* **Work to be completed**
The response must reproduce every record in full.

* **Extracted records**
use rand::Rng;
use serde_json::{json, Value};

use super::{read_point, Strategy, StrategyError};
use crate::{telemetry::Telemetry, world::SnapshotVersion};

/// enough power so robots don't get stuck in the middle
fn random_power() -> u8 {
    rand::thread_rng().gen_range(150..=255)
}

/// Runs at the ball and kicks whenever it can.
pub struct BallChaser;

impl Strategy for BallChaser {
    fn team_name(&self) -> &str {
        "vers balle"
    }

    fn snapshot_version(&self) -> SnapshotVersion {
        SnapshotVersion::Legacy
    }

    fn update(&mut self, data: &Value) -> Result<Value, StrategyError> {
        let ball = read_point(data, "ball_position")?;
        Ok(json!({
            "target_position": [ball.x, ball.y],
            "power": random_power(),
            "target_orientation": 20,
            "kick": true,
        }))
    }
}

/// Chases the ball without kicking, logging a line on every update.
pub struct LoggingChaser {
    telemetry: Telemetry,
}

impl LoggingChaser {
    pub fn new(telemetry: Telemetry) -> Self {
        Self { telemetry }
    }
}

impl Strategy for LoggingChaser {
    fn team_name(&self) -> &str {
        "do logs"
    }

    fn update(&mut self, data: &Value) -> Result<Value, StrategyError> {
        self.telemetry.trace("update called");
        let ball = read_point(data, "ball_position")?;
        Ok(json!({
            "target_position": [ball.x, ball.y],
            "power": random_power(),
            "target_orientation": 90,
            "kick": false,
        }))
    }
}

/// Chases the ball and never says whether to kick.
pub struct LazyKicker;

impl Strategy for LazyKicker {
    fn team_name(&self) -> &str {
        "hi there!"
    }

    fn snapshot_version(&self) -> SnapshotVersion {
        SnapshotVersion::Legacy
    }

    fn update(&mut self, data: &Value) -> Result<Value, StrategyError> {
        let ball = read_point(data, "ball_position")?;
        Ok(json!({
            "target_position": [ball.x, ball.y],
            "power": random_power(),
            "target_orientation": 90,
        }))
    }
}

* **Solution to the problem**
use rand::Rng;
use serde_json::{json, Value};

use super::{read_point, Strategy, StrategyError};
use crate::{telemetry::Telemetry, world::SnapshotVersion};

/// enough power so robots don't get stuck in the middle
fn random_power() -> u8 {
    rand::thread_rng().gen_range(150..=255)
}

/// Runs at the ball and kicks whenever it can.
pub struct BallChaser;

impl Strategy for BallChaser {
    fn team_name(&self) -> &str {
        "vers balle"
    }

    fn snapshot_version(&self) -> SnapshotVersion {
        SnapshotVersion::Legacy
    }

    fn update(&mut self, data: &Value) -> Result<Value, StrategyError> {
        let ball = read_point(data, "ball_position")?;
        Ok(json!({
            "target_position": [ball.x, ball.y],
            "power": random_power(),
            "target_orientation": 20,
            "kick": true,
        }))
    }
}

/// Chases the ball without kicking, logging a line on every update.
pub struct LoggingChaser {
    telemetry: Telemetry,
}

impl LoggingChaser {
    pub fn new(telemetry: Telemetry) -> Self {
        Self { telemetry }
    }
}

impl Strategy for LoggingChaser {
    fn team_name(&self) -> &str {
        "do logs"
    }

    fn update(&mut self, data: &Value) -> Result<Value, StrategyError> {
        self.telemetry.trace("update called");
        let ball = read_point(data, "ball_position")?;
        Ok(json!({
            "target_position": [ball.x, ball.y],
            "power": random_power(),
            "target_orientation": 90,
            "kick": false,
        }))
    }
}

/// Chases the ball and never says whether to kick.
pub struct LazyKicker;

impl Strategy for LazyKicker {
    fn team_name(&self) -> &str {
        "hi there!"
    }

    fn snapshot_version(&self) -> SnapshotVersion {
        SnapshotVersion::Legacy
    }

    fn update(&mut self, data: &Value) -> Result<Value, StrategyError> {
        let ball = read_point(data, "ball_position")?;
        Ok(json!({
            "target_position": [ball.x, ball.y],
            "power": random_power(),
            "target_orientation": 90,
        }))
    }
}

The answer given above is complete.